山の女神(左)や宇奈月温泉の女将らの見送りを受けて出発するトロッコ電車の乗客=黒部峡谷鉄道宇奈月駅

山の女神(左)や宇奈月温泉の女将らの見送りを受けて出発するトロッコ電車の乗客=黒部峡谷鉄道宇奈月駅

 黒部峡谷鉄道(黒部市黒部峡谷口)は20日、宇奈月―笹平間7・0キロで今シーズンのトロッコ電車の営業運転をスタートした。国内外から訪れた観光客を乗せたトロッコ電車の音が響き渡り、峡谷の観光シーズンが幕を開けた。5月1日に鐘釣(かねつり)まで運行区間を延長し、欅平(けやきだいら)まで20・1キロの全線開通は5日を予定している。
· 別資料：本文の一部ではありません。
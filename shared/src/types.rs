//! API request and response types

use crate::models::User;
use serde::{Deserialize, Serialize};

/// API error response
#[derive(Debug, Clone, Serialize, Deserialize)]
pub struct ErrorResponse {
    pub success: bool,
    pub error: ErrorDetail,
}

/// Error detail
#[derive(Debug, Clone, Serialize, Deserialize)]
pub struct ErrorDetail {
    pub code: String,
    pub message: String,
    #[serde(default, skip_serializing_if = "Option::is_none")]
    pub field: Option<String>,
    /// Internal error detail, only populated outside production
    #[serde(default, skip_serializing_if = "Option::is_none")]
    pub detail: Option<String>,
}

// ============================================================================
// Authentication Types
// ============================================================================

/// Registration request
#[derive(Debug, Clone, Serialize, Deserialize)]
#[serde(rename_all = "camelCase")]
pub struct RegisterRequest {
    pub email: String,
    pub password: String,
    pub first_name: String,
    pub last_name: String,
    #[serde(default, skip_serializing_if = "Option::is_none")]
    pub phone_number: Option<String>,
}

/// Login request
#[derive(Debug, Clone, Serialize, Deserialize)]
pub struct LoginRequest {
    pub email: String,
    pub password: String,
}

/// Token plus the authenticated user, returned by register and login
#[derive(Debug, Clone, Serialize, Deserialize)]
pub struct AuthResponse {
    pub success: bool,
    pub token: String,
    pub user: User,
}

/// Partial profile update; absent fields are left unchanged
#[derive(Debug, Clone, Default, Serialize, Deserialize)]
#[serde(rename_all = "camelCase")]
pub struct UpdateProfileRequest {
    #[serde(default, skip_serializing_if = "Option::is_none")]
    pub first_name: Option<String>,
    #[serde(default, skip_serializing_if = "Option::is_none")]
    pub last_name: Option<String>,
    #[serde(default, skip_serializing_if = "Option::is_none")]
    pub phone_number: Option<String>,
    /// IANA zone name, e.g. "America/New_York"
    #[serde(default, skip_serializing_if = "Option::is_none")]
    pub timezone: Option<String>,
    #[serde(default, skip_serializing_if = "Option::is_none")]
    pub profile_image_url: Option<String>,
}

/// Change password request
#[derive(Debug, Clone, Serialize, Deserialize)]
#[serde(rename_all = "camelCase")]
pub struct ChangePasswordRequest {
    pub current_password: String,
    pub new_password: String,
}

/// Forgot password request
#[derive(Debug, Clone, Serialize, Deserialize)]
pub struct ForgotPasswordRequest {
    pub email: String,
}

/// Reset password request
#[derive(Debug, Clone, Serialize, Deserialize)]
pub struct ResetPasswordRequest {
    pub token: String,
    pub password: String,
}

// ============================================================================
// Envelopes
// ============================================================================

/// Successful response wrapping a payload
#[derive(Debug, Clone, Serialize, Deserialize)]
pub struct DataResponse<T> {
    pub success: bool,
    pub data: T,
}

impl<T> DataResponse<T> {
    pub fn new(data: T) -> Self {
        Self {
            success: true,
            data,
        }
    }
}

/// Successful response carrying only a message
#[derive(Debug, Clone, Serialize, Deserialize)]
pub struct MessageResponse {
    pub success: bool,
    pub message: String,
}

impl MessageResponse {
    pub fn new(message: impl Into<String>) -> Self {
        Self {
            success: true,
            message: message.into(),
        }
    }
}
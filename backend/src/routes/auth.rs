//! Authentication routes
//!
//! Registration, login, the current-user profile and password management.
//! Handlers stay thin: validation and persistence live in [`UserService`].

use crate::auth::AuthUser;
use crate::error::ApiResult;
use crate::routes::extract::ApiJson;
use crate::services::UserService;
use crate::state::AppState;
use axum::{
    extract::State,
    http::StatusCode,
    routing::{get, post, put},
    Json, Router,
};
use bandsync_shared::models::{User, UserWithMemberships};
use bandsync_shared::types::{
    AuthResponse, ChangePasswordRequest, DataResponse, ForgotPasswordRequest, LoginRequest,
    MessageResponse, RegisterRequest, ResetPasswordRequest, UpdateProfileRequest,
};

/// Create auth routes
pub fn auth_routes() -> Router<AppState> {
    Router::new()
        .route("/register", post(register))
        .route("/login", post(login))
        .route("/me", get(me))
        .route("/profile", put(update_profile))
        .route("/password", put(change_password))
        .route("/forgot-password", post(forgot_password))
        .route("/reset-password", post(reset_password))
}

/// Register a new user
///
/// POST /api/auth/register
async fn register(
    State(state): State<AppState>,
    ApiJson(req): ApiJson<RegisterRequest>,
) -> ApiResult<(StatusCode, Json<AuthResponse>)> {
    let resp =
        UserService::register(state.store(), state.jwt(), state.passwords(), req).await?;
    Ok((StatusCode::CREATED, Json(resp)))
}

/// Login with email and password
///
/// POST /api/auth/login
async fn login(
    State(state): State<AppState>,
    ApiJson(req): ApiJson<LoginRequest>,
) -> ApiResult<Json<AuthResponse>> {
    let resp = UserService::login(state.store(), state.jwt(), state.passwords(), req).await?;
    Ok(Json(resp))
}

/// Current user with band memberships
///
/// GET /api/auth/me
async fn me(
    State(state): State<AppState>,
    auth_user: AuthUser,
) -> ApiResult<Json<DataResponse<UserWithMemberships>>> {
    let user = UserService::get_current_user(state.store(), &auth_user).await?;
    Ok(Json(DataResponse::new(user)))
}

/// PUT /api/auth/profile
async fn update_profile(
    State(state): State<AppState>,
    auth_user: AuthUser,
    ApiJson(req): ApiJson<UpdateProfileRequest>,
) -> ApiResult<Json<DataResponse<User>>> {
    let user = UserService::update_profile(state.store(), &auth_user, req).await?;
    Ok(Json(DataResponse::new(user)))
}

/// PUT /api/auth/password
async fn change_password(
    State(state): State<AppState>,
    auth_user: AuthUser,
    ApiJson(req): ApiJson<ChangePasswordRequest>,
) -> ApiResult<Json<MessageResponse>> {
    let resp =
        UserService::change_password(state.store(), state.passwords(), &auth_user, req).await?;
    Ok(Json(resp))
}

/// POST /api/auth/forgot-password
async fn forgot_password(
    ApiJson(req): ApiJson<ForgotPasswordRequest>,
) -> ApiResult<Json<MessageResponse>> {
    Ok(Json(UserService::forgot_password(&req)?))
}

/// POST /api/auth/reset-password
async fn reset_password(
    ApiJson(req): ApiJson<ResetPasswordRequest>,
) -> ApiResult<Json<MessageResponse>> {
    Ok(Json(UserService::reset_password(&req)?))
}
//! Error types for the BandSync application

use thiserror::Error;

/// Authentication error types
#[derive(Error, Debug, Clone, PartialEq, Eq)]
pub enum AuthError {
    #[error("Invalid credentials")]
    InvalidCredentials,

    /// Bad signature, malformed payload or expired token
    #[error("Invalid token")]
    InvalidToken,

    #[error("Missing token")]
    MissingToken,
}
 宇奈月駅ホームで始発式があり、小橋一志黒部峡谷鉄道社長が「新緑のエネルギーがあふれる春の黒部峡谷を楽しんでほしい」とあいさつ。「入山お許しの儀」のセレモニーで、女神に扮(ふん)した同社従業員が、運転士の滝林紀彦さんと車掌の橋本文也さんにトロッコ電車のキーを渡し、滝林さんが決意表明した。乗客代表の鎌野はるみさん(68)=福岡県=と原田和子さん(68)=熊本県=に記念品が贈られた。2人は「トロッコの旅を満喫したい」「景色を楽しみたい」と話した。くす玉割りの後、午前9時42分に韓国からの団体客を含む約180人を乗せたトロッコ電車が出発。法被姿の宇奈月温泉の女将(おかみ)らが手を振って見送った。
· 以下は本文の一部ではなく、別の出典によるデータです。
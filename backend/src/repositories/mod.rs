//! Credential store
//!
//! Handlers talk to persistence through the [`UserStore`] trait. The store
//! handle is built once at startup and injected into [`crate::state::AppState`].

pub mod memory;
pub mod user;

use async_trait::async_trait;
use bandsync_shared::models::BandMembership;
use thiserror::Error;
use uuid::Uuid;

pub use memory::InMemoryUserStore;
pub use user::{PgUserStore, UserRecord};

/// Errors surfaced by a [`UserStore`]
#[derive(Error, Debug)]
pub enum StoreError {
    /// A unique constraint rejected the write; carries the constraint name
    #[error("unique constraint violated: {0}")]
    UniqueViolation(String),

    #[error("record not found")]
    NotFound,

    #[error(transparent)]
    Database(sqlx::Error),
}

impl From<sqlx::Error> for StoreError {
    fn from(err: sqlx::Error) -> Self {
        match err {
            sqlx::Error::RowNotFound => StoreError::NotFound,
            sqlx::Error::Database(ref db) if db.is_unique_violation() => {
                StoreError::UniqueViolation(db.constraint().unwrap_or("record").to_string())
            }
            other => StoreError::Database(other),
        }
    }
}

/// Input for creating a user; the password is already hashed
#[derive(Debug, Clone)]
pub struct NewUser {
    pub email: String,
    pub password_hash: String,
    pub first_name: String,
    pub last_name: String,
    pub phone_number: Option<String>,
}

/// Non-credential profile fields; `None` leaves a field unchanged
#[derive(Debug, Clone, Default)]
pub struct UpdateUserProfile {
    pub first_name: Option<String>,
    pub last_name: Option<String>,
    pub phone_number: Option<String>,
    pub timezone: Option<String>,
    pub profile_image_url: Option<String>,
}

/// Persistence for user records and their band memberships
#[async_trait]
pub trait UserStore: Send + Sync {
    /// Insert a user. Fails with [`StoreError::UniqueViolation`] on a taken email.
    async fn create_user(&self, user: NewUser) -> Result<UserRecord, StoreError>;

    async fn find_by_email(&self, email: &str) -> Result<Option<UserRecord>, StoreError>;

    async fn find_by_id(&self, id: Uuid) -> Result<Option<UserRecord>, StoreError>;

    /// Apply profile updates. Fails with [`StoreError::NotFound`] for an unknown id.
    async fn update_profile(
        &self,
        id: Uuid,
        updates: UpdateUserProfile,
    ) -> Result<UserRecord, StoreError>;

    /// Replace the stored password digest
    async fn update_password_hash(&self, id: Uuid, password_hash: &str) -> Result<(), StoreError>;

    /// Memberships of a user, oldest first, each with its band
    async fn memberships_for_user(&self, user_id: Uuid) -> Result<Vec<BandMembership>, StoreError>;

    async fn health_check(&self) -> Result<(), StoreError>;

    /// Release underlying resources at shutdown
    async fn close(&self) {}
}
//! JWT token generation and validation
//!
//! Session tokens are stateless HS256 JWTs carrying the user id and an
//! expiry. Keys are derived once and shared behind `Arc`.

use anyhow::Result;
use bandsync_shared::errors::AuthError;
use chrono::{Duration, Utc};
use jsonwebtoken::{decode, encode, Algorithm, DecodingKey, EncodingKey, Header, Validation};
use serde::{Deserialize, Serialize};
use std::sync::Arc;
use tracing::debug;
use uuid::Uuid;

/// JWT claims
#[derive(Debug, Clone, Serialize, Deserialize)]
pub struct Claims {
    /// Subject (user ID)
    pub sub: String,
    /// Expiration time (Unix timestamp)
    pub exp: i64,
    /// Issued at (Unix timestamp)
    pub iat: i64,
}

/// Pre-computed JWT keys
#[derive(Clone)]
pub struct JwtKeys {
    encoding: Arc<EncodingKey>,
    decoding: Arc<DecodingKey>,
}

impl JwtKeys {
    /// Create new JWT keys from secret
    pub fn new(secret: &str) -> Self {
        Self {
            encoding: Arc::new(EncodingKey::from_secret(secret.as_bytes())),
            decoding: Arc::new(DecodingKey::from_secret(secret.as_bytes())),
        }
    }

    pub fn encoding(&self) -> &EncodingKey {
        &self.encoding
    }

    pub fn decoding(&self) -> &DecodingKey {
        &self.decoding
    }
}

/// JWT service for token operations
#[derive(Clone)]
pub struct JwtService {
    keys: JwtKeys,
    validation: Arc<Validation>,
    expiry_secs: i64,
}

impl JwtService {
    /// Create a new JWT service with pre-computed keys
    ///
    /// Call this once at application startup and store it in AppState.
    pub fn new(secret: &str, expiry_secs: i64) -> Self {
        let mut validation = Validation::new(Algorithm::HS256);
        validation.leeway = 0;
        validation.set_required_spec_claims(&["exp", "sub"]);

        Self {
            keys: JwtKeys::new(secret),
            validation: Arc::new(validation),
            expiry_secs,
        }
    }

    /// Issue a session token for a user
    pub fn issue(&self, user_id: Uuid) -> Result<String> {
        let now = Utc::now();
        let exp = now + Duration::seconds(self.expiry_secs);

        let claims = Claims {
            sub: user_id.to_string(),
            exp: exp.timestamp(),
            iat: now.timestamp(),
        };

        encode(&Header::new(Algorithm::HS256), &claims, self.keys.encoding())
            .map_err(|e| anyhow::anyhow!("Failed to generate token: {}", e))
    }

    /// Validate a token and return its claims
    pub fn decode_claims(&self, token: &str) -> Result<Claims, AuthError> {
        decode::<Claims>(token, self.keys.decoding(), &self.validation)
            .map(|data| data.claims)
            .map_err(|e| {
                debug!(kind = ?e.kind(), "Token rejected");
                AuthError::InvalidToken
            })
    }

    /// Verify a token and return the user id it was issued for
    pub fn verify(&self, token: &str) -> Result<Uuid, AuthError> {
        let claims = self.decode_claims(token)?;
        Uuid::parse_str(&claims.sub).map_err(|_| AuthError::InvalidToken)
    }
}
 昨シーズンは、北陸新幹線の開業効果が一段落したことや、黒部川上流の不帰谷(かえらずだに)の土砂流出、台風による大雨などの影響で、乗降客数が約71万人と、2年ぶりに80万人を割り込んだ。今シーズンは昨年を上回る75万人の利用を見込んでいる。営業運転は11月末まで。